Wednesday, February 18, 2015

Relational Ethics (and theology, too)

Currently I'm teaching as an adjunct instructor at a local university campus.  It's not for the money, nor because I'm bored, but rather trying to keep in practice and add to my teaching resume', so that in retirement I can point back to classes I've taught and hopefully get some adjunct work to bring in a little extra cash when my full-time job days are behind me.

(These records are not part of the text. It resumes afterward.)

//! Request extractors that validate their payload
//!
//! Malformed bodies and query strings, and payloads failing `validator`
//! rules, are rejected with 422 before any handler code runs.

use axum::{
    extract::{FromRequest, FromRequestParts, Query, Request},
    http::request::Parts,
    Json,
};
use serde::de::DeserializeOwned;
use validator::Validate;

use crate::error::AppError;

/// JSON body deserialized and validated
#[derive(Debug, Clone, Copy, Default)]
pub struct ValidatedJson<T>(pub T);

#[axum::async_trait]
impl<T, S> FromRequest<S> for ValidatedJson<T>
where
    T: DeserializeOwned + Validate,
    S: Send + Sync,
{
    type Rejection = AppError;

    async fn from_request(req: Request, state: &S) -> Result<Self, Self::Rejection> {
        let Json(value) = Json::<T>::from_request(req, state)
            .await
            .map_err(|rejection| AppError::validation(rejection.body_text()))?;

        value.validate()?;
        Ok(ValidatedJson(value))
    }
}

/// Query string deserialized and validated
#[derive(Debug, Clone, Copy, Default)]
pub struct ValidatedQuery<T>(pub T);

#[axum::async_trait]
impl<T, S> FromRequestParts<S> for ValidatedQuery<T>
where
    T: DeserializeOwned + Validate,
    S: Send + Sync,
{
    type Rejection = AppError;

    async fn from_request_parts(parts: &mut Parts, state: &S) -> Result<Self, Self::Rejection> {
        let Query(value) = Query::<T>::from_request_parts(parts, state)
            .await
            .map_err(|rejection| AppError::validation(rejection.body_text()))?;

        value.validate()?;
        Ok(ValidatedQuery(value))
    }
}
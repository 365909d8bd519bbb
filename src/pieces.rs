//! Piece catalog for Chess Reforged
//!
//! Every piece in the game, standard and custom, is one variant of
//! [`PieceKind`]. The catalog is a set of exhaustive lookups on that enum:
//! point cost, the standard role used to seed legal-move generation, and the
//! movement rule the filter applies on top of the generated moves.
//!
//! # Why a closed enum
//!
//! A custom piece only exists if it has a cost, a proxy role, and a movement
//! rule. Making `PieceKind` a closed sum type turns "lookup for an unknown
//! symbol" into a compile error: adding a seventeenth piece without extending
//! every catalog table fails exhaustiveness checking instead of returning
//! `None` at runtime.
//!
//! # Proxy roles
//!
//! The rules engine only understands the six standard roles. Each custom kind
//! maps onto the smallest standard role whose move generation is a superset of
//! the custom movement; the filter then prunes the generated moves down to the
//! custom rule. The proxy role also determines the piece's letter in composed
//! FEN strings.

use serde::{Deserialize, Serialize};
use shakmaty::Role;

/// One of the sixteen piece kinds of Chess Reforged.
///
/// The first six variants are the standard chess pieces; the remaining ten
/// are the custom pieces. Serialized symbol names are kebab-case
/// (`"stone-sentinel"`, `"war-elephant"`).
#[derive(Clone, Copy, Debug, PartialEq, Eq, Hash, Serialize, Deserialize)]
#[serde(rename_all = "kebab-case")]
pub enum PieceKind {
    Pawn,
    Knight,
    Bishop,
    Rook,
    Queen,
    King,
    Lion,
    Footman,
    Dragon,
    Stonehurler,
    WarElephant,
    ArcaneSage,
    Bowguard,
    Galleon,
    CommandingSteed,
    StoneSentinel,
}

/// Movement-rule description consumed by the custom movement filter.
///
/// Deltas are measured in files (`dx`) and ranks (`dy`) between the origin
/// and destination of a candidate move; "Chebyshev" is `max(|dx|, |dy|)`.
#[derive(Clone, Copy, Debug, PartialEq, Eq)]
pub enum MoveRule {
    /// Trust the rules engine: every generated move for the proxy role is legal.
    Inherited,
    /// Chebyshev distance must fall within `min..=max`.
    Radial { min: u8, max: u8 },
    /// Diagonal only (`|dx| == |dy|`), at exactly `distance`.
    Diagonal { distance: u8 },
    /// Along a file or a rank, any distance.
    Orthogonal,
    /// One step forward without capturing, one step diagonally forward
    /// capturing, or one step sideways without capturing.
    FootmanStep,
    /// Not expressible as a board move; every candidate is rejected.
    Stationary,
}

impl PieceKind {
    /// All sixteen kinds, standard first.
    pub const ALL: [PieceKind; 16] = [
        PieceKind::Pawn,
        PieceKind::Knight,
        PieceKind::Bishop,
        PieceKind::Rook,
        PieceKind::Queen,
        PieceKind::King,
        PieceKind::Lion,
        PieceKind::Footman,
        PieceKind::Dragon,
        PieceKind::Stonehurler,
        PieceKind::WarElephant,
        PieceKind::ArcaneSage,
        PieceKind::Bowguard,
        PieceKind::Galleon,
        PieceKind::CommandingSteed,
        PieceKind::StoneSentinel,
    ];

    /// Whether this kind is one of the ten custom pieces.
    pub fn is_custom(self) -> bool {
        self.as_role().is_none()
    }

    /// The standard role this kind *is*, for the standard six only.
    pub fn as_role(self) -> Option<Role> {
        match self {
            PieceKind::Pawn => Some(Role::Pawn),
            PieceKind::Knight => Some(Role::Knight),
            PieceKind::Bishop => Some(Role::Bishop),
            PieceKind::Rook => Some(Role::Rook),
            PieceKind::Queen => Some(Role::Queen),
            PieceKind::King => Some(Role::King),
            _ => None,
        }
    }

    /// The kind corresponding to a plain engine role.
    pub fn from_role(role: Role) -> PieceKind {
        match role {
            Role::Pawn => PieceKind::Pawn,
            Role::Knight => PieceKind::Knight,
            Role::Bishop => PieceKind::Bishop,
            Role::Rook => PieceKind::Rook,
            Role::Queen => PieceKind::Queen,
            Role::King => PieceKind::King,
        }
    }

    /// The standard role used to seed legal-move generation for this kind.
    ///
    /// Standard kinds map to themselves. Custom kinds map to the smallest
    /// standard superset of their movement; this is also the letter the kind
    /// takes in a composed FEN.
    pub fn proxy_role(self) -> Role {
        match self {
            PieceKind::Pawn => Role::Pawn,
            PieceKind::Knight => Role::Knight,
            PieceKind::Bishop => Role::Bishop,
            PieceKind::Rook => Role::Rook,
            PieceKind::Queen => Role::Queen,
            PieceKind::King => Role::King,
            PieceKind::Lion => Role::Queen,
            PieceKind::Footman => Role::Queen,
            PieceKind::Dragon => Role::Queen,
            PieceKind::Stonehurler => Role::Rook,
            PieceKind::WarElephant => Role::Bishop,
            PieceKind::ArcaneSage => Role::Queen,
            PieceKind::Bowguard => Role::Pawn,
            PieceKind::Galleon => Role::Rook,
            PieceKind::CommandingSteed => Role::Knight,
            PieceKind::StoneSentinel => Role::Queen,
        }
    }

    /// Point cost used by army budget validation. The king costs nothing.
    pub fn cost(self) -> u32 {
        match self {
            PieceKind::Pawn => 1,
            PieceKind::Knight => 3,
            PieceKind::Bishop => 3,
            PieceKind::Rook => 5,
            PieceKind::Queen => 9,
            PieceKind::King => 0,
            PieceKind::Lion => 7,
            PieceKind::Footman => 2,
            PieceKind::Dragon => 8,
            PieceKind::Stonehurler => 4,
            PieceKind::WarElephant => 3,
            PieceKind::ArcaneSage => 5,
            PieceKind::Bowguard => 3,
            PieceKind::Galleon => 6,
            PieceKind::CommandingSteed => 4,
            PieceKind::StoneSentinel => 5,
        }
    }

    /// The movement rule the filter applies to this kind.
    ///
    /// `Inherited` means the proxy role's generated moves are taken as-is:
    /// that covers the standard six and the custom kinds whose special
    /// mechanic (bowguard shots, commanding-steed rally) is not a board move.
    pub fn movement(self) -> MoveRule {
        match self {
            PieceKind::Pawn
            | PieceKind::Knight
            | PieceKind::Bishop
            | PieceKind::Rook
            | PieceKind::Queen
            | PieceKind::King
            | PieceKind::Bowguard
            | PieceKind::CommandingSteed => MoveRule::Inherited,
            PieceKind::Lion => MoveRule::Radial { min: 2, max: 2 },
            PieceKind::Footman => MoveRule::FootmanStep,
            PieceKind::Dragon => MoveRule::Radial { min: 1, max: 4 },
            PieceKind::Stonehurler => MoveRule::Stationary,
            PieceKind::WarElephant => MoveRule::Diagonal { distance: 2 },
            PieceKind::ArcaneSage => MoveRule::Radial { min: 1, max: 1 },
            PieceKind::Galleon => MoveRule::Orthogonal,
            PieceKind::StoneSentinel => MoveRule::Radial { min: 1, max: 2 },
        }
    }

    /// Display name for UI and status text.
    pub fn display_name(self) -> &'static str {
        match self {
            PieceKind::Pawn => "Pawn",
            PieceKind::Knight => "Knight",
            PieceKind::Bishop => "Bishop",
            PieceKind::Rook => "Rook",
            PieceKind::Queen => "Queen",
            PieceKind::King => "King",
            PieceKind::Lion => "Lion",
            PieceKind::Footman => "Footman",
            PieceKind::Dragon => "Dragon",
            PieceKind::Stonehurler => "Stonehurler",
            PieceKind::WarElephant => "War Elephant",
            PieceKind::ArcaneSage => "Arcane Sage",
            PieceKind::Bowguard => "Bowguard",
            PieceKind::Galleon => "Galleon",
            PieceKind::CommandingSteed => "Commanding Steed",
            PieceKind::StoneSentinel => "Stone Sentinel",
        }
    }
}
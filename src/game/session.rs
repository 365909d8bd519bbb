//! Game session state machine
//!
//! A [`GameSession`] owns everything one game needs: the rules-engine
//! position, the identity table, history, captures, the resignation flag,
//! the reward latch, and the pending bot reply. Every mutation goes through
//! one of the public operations (`reset`, `make_move`, `make_bot_move`,
//! `resign`), each of which completes atomically; the caller serializes
//! calls. In a multi-client host, wrap each session in its own mutex or
//! actor.
//!
//! # Move pipeline
//!
//! Player and bot moves funnel through the same private `apply` path: SAN,
//! history record, capture bookkeeping, identity-table update, position
//! update, repetition count, reward settlement, and bot scheduling. The
//! identity table must be updated for every accepted move, so there is
//! exactly one place that does it.
//!
//! # Bot scheduling
//!
//! The cosmetic "thinking" delay is host-driven. After a player move the
//! session arms a pending reply stamped with the current generation; the
//! host waits [`BOT_REPLY_DELAY`] and calls
//! [`GameSession::run_scheduled_bot_move`], which refuses stale generations.
//! `reset` bumps the generation, so a reply scheduled against a previous
//! game can never land on the new one.

use std::collections::HashMap;
use std::time::Duration;

use shakmaty::fen::Fen;
use shakmaty::san::SanPlus;
use shakmaty::zobrist::{Zobrist64, ZobristHash};
use shakmaty::{CastlingMode, Chess, Color, EnPassantMode, Move, Position, Role, Square};
use tracing::{error, info, warn};

use crate::bot::{self, BotDifficulty};
use crate::game::captured::CapturedPieces;
use crate::game::filter::is_custom_legal;
use crate::game::history::{MoveHistory, MoveRecord};
use crate::game::identity::IdentityTable;
use crate::game::rewards::{RewardLedger, Wallet};
use crate::game::status::{color_name, DrawReason, SessionOutcome};
use crate::pieces::PieceKind;

/// Nominal delay between a player's move and the bot's reply, purely so the
/// UI can render the player's move first.
pub const BOT_REPLY_DELAY: Duration = Duration::from_millis(600);

/// Who controls each side.
#[derive(Clone, Copy, Debug, PartialEq, Eq)]
pub enum GameMode {
    /// Both sides driven by `make_move`.
    VsHuman,
    /// One side replies through the bot pipeline.
    VsBot { bot_color: Color },
}

/// One square of the [`GameSession::board`] grid, with the actual kind.
#[derive(Clone, Copy, Debug, PartialEq, Eq)]
pub struct BoardPiece {
    pub square: Square,
    pub kind: PieceKind,
    pub color: Color,
}

/// One entry of the filtered move list shown to the UI.
#[derive(Clone, Debug, PartialEq, Eq)]
pub struct LegalMove {
    pub from: Square,
    pub to: Square,
    pub san: String,
}

/// Bot reply armed by the last player move, stamped with the generation it
/// was scheduled against.
#[derive(Clone, Copy, Debug, Default)]
struct PendingBotReply {
    scheduled: Option<u64>,
}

I only teach one class per academic year, which in the last couple of years had been a World Religions course.  This year its an Ethics course, so there's a good measure of philosophy built into it.  We're studying anything from Aristotle to modern day feminists, from Virtue Ethics, to Deontology (Duty Ethics) to Utilitarianism (the greatest good) to Natural Law Ethics.  As I've been working my way through these systems with the students I noticed that in one way or another all of these major systems are dependent in one way or another on reason for their basis.  Even those ethical systems which may have a religious foundation rely on reason.  Both Thomas Aquinas and Immanuel Kant were religious scholars, believing in a Creator God, but both argued that ethics can be derived absent a particular Theology, simply by reasoning from what distinguishes humanity as a species from the rest of the "created order".

And yet, as human beings, relationality precedes both reason and faith; we learn to feel before we learn to think, before we learn to pray.  We have a warm and meaningful relationship with our parents and siblings before we can distinguish between right and wrong, and well before the age of accountability.  Should not, then, an ethical system first consider relationships prior to reason and religion?

It seems to me that there is an element missing in ethical discussions thus far and that is the emotion involved in moral decisions, which grows in importance the closer you are to the moral quandary (family member, loved one, self).  Because we are relational beings, close relationships affect us more than do distant ones.  An ethical system like Utilitarianism, which is used so much in public policy debates, is relatively distant and cold in the way it "calculates", in an economic sense, what is the greatest good that can be achieved in an ethical dilemma.  What is needed as a counterbalance is an ethical system that recognizes the emotional component to decision making.  The "rational man" argument used so much in economics and law is flawed because it assumes detachment.  But in real life we are not detached; rather, we are emotionally invested in moral choices, and no less so than when those choices involve us and those we love.  We need an "emotional man" argument in addition to a "rational man" one in order to fully account for how people choose a course of action or react to another person's choice.

What I am calling for here is a system of ethics I'll refer to as Relational Ethics.  In a subsequent post I'll point out some of the features of this system (which I may in fact be inventing, because I can't find anything like it out there in the literature.  Maybe there's a book, or at least a thesis, in this for me!)   I think there is also a system of Theology that parallels this, Relational Theology, which I'll also try to articulate in posts to come.